Gluconeogenesis

Gluconeogenesis is the metabolic process by which the body synthesises glucose from non-carbohydrate precursors. This pathway is essential for maintaining blood glucose levels during periods of fasting, starvation, or intense exercise.

Substrate Precursors for Gluconeogenesis:

  • Lactate: Produced by skeletal muscle during anaerobic glycolysis or by red blood cells. It is transported to the liver and converted back into pyruvate by lactate dehydrogenase (the Cori Cycle).

  • Amino Acids: Primarily alanine; derived from the breakdown of muscle proteins during fasting. Glucogenic amino acids enter the pathway at the level of pyruvate or intermediates of the Tricarboxylic Acid (TCA) cycle.

  • Glycerol: Released during the hydrolysis of triacylglycerols (fats) in adipose tissue, glycerol can be phosphorylated and oxidised to enter the gluconeogenic pathway as dihydroxyacetone phosphate (DHAP).
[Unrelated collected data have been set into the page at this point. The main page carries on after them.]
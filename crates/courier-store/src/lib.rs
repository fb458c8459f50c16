//! # courier-store
//!
//! Durable SQLite implementations of the `courier-core` store contracts:
//! the message log, the stats ledger, and the user directory all live in
//! one database file.

pub mod sqlite;

pub use sqlite::SqliteStore;
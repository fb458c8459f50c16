//! Presence registry: the authoritative map of who is reachable right now.
//!
//! Each online user has exactly one entry binding their identity to the
//! outbound channel of their most recent connection.

use crate::message::Outgoing;
use dashmap::DashMap;
use std::sync::atomic::{AtomicU64, Ordering};
use tokio::sync::mpsc;
use tracing::debug;

/// Atomic counter distinguishing successive connections for one identity.
static SESSION_COUNTER: AtomicU64 = AtomicU64::new(0);

/// Handle to one connection's outbound queue.
///
/// Pushes never block: frames are buffered in an unbounded channel drained by
/// the connection's writer task, so two peers messaging each other at the
/// same time cannot deadlock.
#[derive(Debug, Clone)]
pub struct ClientHandle {
    session: u64,
    tx: mpsc::UnboundedSender<Outgoing>,
}

impl ClientHandle {
    /// Wrap an outbound sender in a new handle.
    #[must_use]
    pub fn new(tx: mpsc::UnboundedSender<Outgoing>) -> Self {
        Self {
            session: SESSION_COUNTER.fetch_add(1, Ordering::Relaxed),
            tx,
        }
    }

    /// Create a handle together with the receiving end of its queue.
    #[must_use]
    pub fn channel() -> (Self, mpsc::UnboundedReceiver<Outgoing>) {
        let (tx, rx) = mpsc::unbounded_channel();
        (Self::new(tx), rx)
    }

    /// Session identifier, unique per handle.
    #[must_use]
    pub fn session(&self) -> u64 {
        self.session
    }

    /// Queue a frame for delivery.
    ///
    /// Returns `false` if the connection's writer has gone away.
    pub fn push(&self, frame: Outgoing) -> bool {
        self.tx.send(frame).is_ok()
    }
}

/// Identity -> live connection mapping.
///
/// At most one entry per identity; registering again replaces the previous
/// binding (last connect wins). Safe under concurrent register, lookup, and
/// unregister from independent connection tasks.
#[derive(Debug, Default)]
pub struct PresenceRegistry {
    online: DashMap<String, ClientHandle>,
}

impl PresenceRegistry {
    /// Create an empty registry.
    #[must_use]
    pub fn new() -> Self {
        Self::default()
    }

    /// Bind an identity to a connection, replacing any prior binding.
    ///
    /// Overwrite is not an error: reconnecting under the same identity is
    /// an explicit last-wins policy.
    pub fn register(&self, identity: &str, handle: ClientHandle) {
        let replaced = self.online.insert(identity.to_string(), handle).is_some();
        debug!(identity, replaced, "presence: registered");
    }

    /// Remove the binding if present; no-op otherwise.
    pub fn unregister(&self, identity: &str) -> bool {
        let removed = self.online.remove(identity).is_some();
        if removed {
            debug!(identity, "presence: unregistered");
        }
        removed
    }

    /// Remove the binding only if `session` still owns it.
    ///
    /// A reconnect overwrites the old binding; when the stale connection
    /// finally closes it must not evict its replacement.
    pub fn unregister_session(&self, identity: &str, session: u64) -> bool {
        let removed = self
            .online
            .remove_if(identity, |_, handle| handle.session() == session)
            .is_some();
        if removed {
            debug!(identity, session, "presence: unregistered");
        }
        removed
    }

    /// Look up the live connection for an identity, if any.
    #[must_use]
    pub fn lookup(&self, identity: &str) -> Option<ClientHandle> {
        self.online.get(identity).map(|entry| entry.value().clone())
    }

    /// O(1) reachability check.
    #[must_use]
    pub fn is_online(&self, identity: &str) -> bool {
        self.online.contains_key(identity)
    }

    /// Number of currently online users.
    #[must_use]
    pub fn online_count(&self) -> usize {
        self.online.len()
    }
}
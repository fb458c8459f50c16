//! # Courier
//!
//! Real-time direct-messaging relay server.
//!
//! ## Usage
//!
//! ```bash
//! # Run with default settings
//! courier
//!
//! # Run against a specific database and port
//! COURIER_DB=/var/lib/courier/courier.db COURIER_PORT=9000 courier
//! ```
//!
//! Settings can also come from a `courier.toml` file; see `config`.

use anyhow::Result;
use courier_server::{config, handlers, metrics};
use tracing_subscriber::{layer::SubscriberExt, util::SubscriberInitExt};

#[tokio::main]
async fn main() -> Result<()> {
    tracing_subscriber::registry()
        .with(
            tracing_subscriber::EnvFilter::try_from_default_env()
                .unwrap_or_else(|_| "courier=debug".into()),
        )
        .with(tracing_subscriber::fmt::layer())
        .init();

    let config = config::Config::load()?;
    tracing::info!("Starting Courier relay on {}:{}", config.host, config.port);

    metrics::init_metrics();

    handlers::run_server(config).await
}
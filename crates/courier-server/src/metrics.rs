//! Prometheus metrics for the relay.
//!
//! Instrumented through the `metrics` facade; the exporter serves scrapes
//! on its own listener so the relay port stays clean.

use anyhow::{Context, Result};
use metrics::{counter, gauge};
use metrics_exporter_prometheus::PrometheusBuilder;
use std::net::SocketAddr;
use tracing::info;

/// Metric names.
pub mod names {
    pub const CONNECTIONS_TOTAL: &str = "courier_connections_total";
    pub const CONNECTIONS_ACTIVE: &str = "courier_connections_active";
    pub const RELAY_ATTEMPTS_TOTAL: &str = "courier_relay_attempts_total";
    pub const REPLAYED_TOTAL: &str = "courier_replayed_total";
    pub const ERRORS_TOTAL: &str = "courier_errors_total";
}

/// Register metric descriptions with the recorder.
pub fn init_metrics() {
    metrics::describe_counter!(
        names::CONNECTIONS_TOTAL,
        "Connections accepted since server start"
    );
    metrics::describe_gauge!(names::CONNECTIONS_ACTIVE, "Currently open connections");
    metrics::describe_counter!(
        names::RELAY_ATTEMPTS_TOTAL,
        "Relay attempts, labeled by delivered/queued outcome"
    );
    metrics::describe_counter!(
        names::REPLAYED_TOTAL,
        "Backlog messages replayed to (re)connecting users"
    );
    metrics::describe_counter!(names::ERRORS_TOTAL, "Errors, labeled by kind");

    info!("Metrics registered");
}

/// Serve Prometheus scrapes on `0.0.0.0:port`.
///
/// # Errors
///
/// Returns an error if the exporter cannot bind or install.
pub fn start_metrics_server(port: u16) -> Result<()> {
    let addr = SocketAddr::from(([0, 0, 0, 0], port));
    PrometheusBuilder::new()
        .with_http_listener(addr)
        .install()
        .context("installing prometheus exporter")?;

    info!("Metrics exporter listening on {}", addr);
    Ok(())
}

/// Count relay attempts for one outcome (`"delivered"` or `"queued"`).
pub fn record_relayed(outcome: &str, count: u64) {
    if count > 0 {
        counter!(names::RELAY_ATTEMPTS_TOTAL, "outcome" => outcome.to_string()).increment(count);
    }
}

/// Count backlog messages replayed at connect time.
pub fn record_replayed(count: usize) {
    if count > 0 {
        counter!(names::REPLAYED_TOTAL).increment(count as u64);
    }
}

/// Count one error by kind.
pub fn record_error(kind: &str) {
    counter!(names::ERRORS_TOTAL, "type" => kind.to_string()).increment(1);
}

/// Holds the active-connections gauge up for one connection's lifetime.
pub struct ConnectionMetricsGuard;

impl ConnectionMetricsGuard {
    /// Count the connection and raise the gauge until drop.
    #[must_use]
    pub fn new() -> Self {
        counter!(names::CONNECTIONS_TOTAL).increment(1);
        gauge!(names::CONNECTIONS_ACTIVE).increment(1.0);
        Self
    }
}

impl Default for ConnectionMetricsGuard {
    fn default() -> Self {
        Self::new()
    }
}

impl Drop for ConnectionMetricsGuard {
    fn drop(&mut self) {
        gauge!(names::CONNECTIONS_ACTIVE).decrement(1.0);
    }
}
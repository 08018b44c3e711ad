mod io;
mod profile;
mod table;
mod unit;

pub use io::UnitData;
pub use profile::{Demographics, Profile, Totals};
pub use table::UnitTable;
pub use unit::Unit;
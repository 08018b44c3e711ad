mod csv;
mod manifest;

pub use csv::CsvPlanWriter;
Overcoming Glycolytic Barriers:

Gluconeogenesis is essentially the reversal of glycolysis; however, it is not a direct reversal because three reactions in glycolysis are highly exergonic and irreversible. It uses four specific enzymes to "bypass" these barriers.

  • Conversion of Pyruvate to Phosphoenolpyruvate (PEP):

    • This is a two-step process required to reverse the irreversible pyruvate kinase reaction of glycolysis.

      • Pyruvate Carboxylase: This mitochondrial enzyme converts pyruvate into oxaloacetate. This reaction requires ATP and the cofactor biotin.

      • PEP Carboxykinase (PEPCK): Oxaloacetate is then decarboxylated and phosphorylated by PEPCK to form Phosphoenolpyruvate (PEP), utilising GTP as the phosphate donor.

  • Conversion of Fructose 1,6-bisphosphate to Fructose 6-phosphate:

    • The irreversible phosphofructokinase-1 (PFK-1) step is bypassed by Fructose 1,6-bisphosphatase.

      • This enzyme performs a simple hydrolytic cleavage of the phosphate group at the C-1 position, which is a major regulatory point in the pathway.

  • Conversion of Glucose 6-phosphate to Glucose:

    • The final bypass reverses the hexokinase reaction. The enzyme Glucose 6-phosphatase hydrolyses glucose 6-phosphate to produce free glucose, which can then be released into the bloodstream.

Tissue and Cellular Localisation:

The distribution of gluconeogenic activity is highly tissue-specific, ensuring that the body can support blood glucose levels systemically.

  • Primary Organs: Gluconeogenesis occurs predominantly in the liver, with a significant contribution from the kidneys and the small intestine during prolonged fasting.

  • Subcellular Location: Most of the reactions of gluconeogenesis occur within the cytosol. However, the initial step (pyruvate to oxaloacetate) takes place in the mitochondria, and the final step (glucose 6-phosphate to glucose) occurs in the lumen of the endoplasmic reticulum.

The Pentose Phosphate Pathway (PPP):

The Pentose Phosphate Pathway (also known as the phosphogluconate pathway) runs parallel to glycolysis and serves two primary biosynthetic purposes rather than energy production.

  • NADPH Production: The pathway generates NADPH, which is essential as a reducing agent in fatty acid synthesis, steroid synthesis, and the maintenance of reduced glutathione for protection against oxidative stress.

  • Ribose 5-phosphate Synthesis: It provides the five-carbon sugars necessary for the biosynthesis of nucleotides (DNA and RNA).

Reaction Phases: The pathway consists of an irreversible oxidative phase (generating NADPH) and a reversible non-oxidative phase (interconverting sugars for glycolysis or nucleotide synthesis).

Metabolic Regulation and Clinical Relevance:

The balance between glycolysis and gluconeogenesis is tightly regulated to prevent futile cycles and to respond to the body's energy needs.

Hormonal and Physiological Control:

  • Insulin vs. Glucagon: Insulin generally inhibits gluconeogenesis by promoting glucose uptake and storage, whereas glucagon stimulates it by upregulating key enzymes like PEPCK and Fructose 1,6-bisphosphatase.

  • Insulin Insensitivity: Pathological states such as trauma or diabetes can lead to insulin resistance. In these conditions, the glucose receptors (GLUTs) may become less responsive, leading to impaired glucose homeostasis and elevated blood sugar levels even when internal synthesis is active.

  • Allosteric Modulators:

    • Acetyl CoA: High levels of Acetyl CoA (indicating high fat oxidation) activate pyruvate carboxylase.

    • Fructose 2,6-bisphosphate: A potent inhibitor of gluconeogenesis; high levels (stimulated by insulin) inhibit Fructose 1,6-bisphosphatase, effectively turning off glucose synthesis.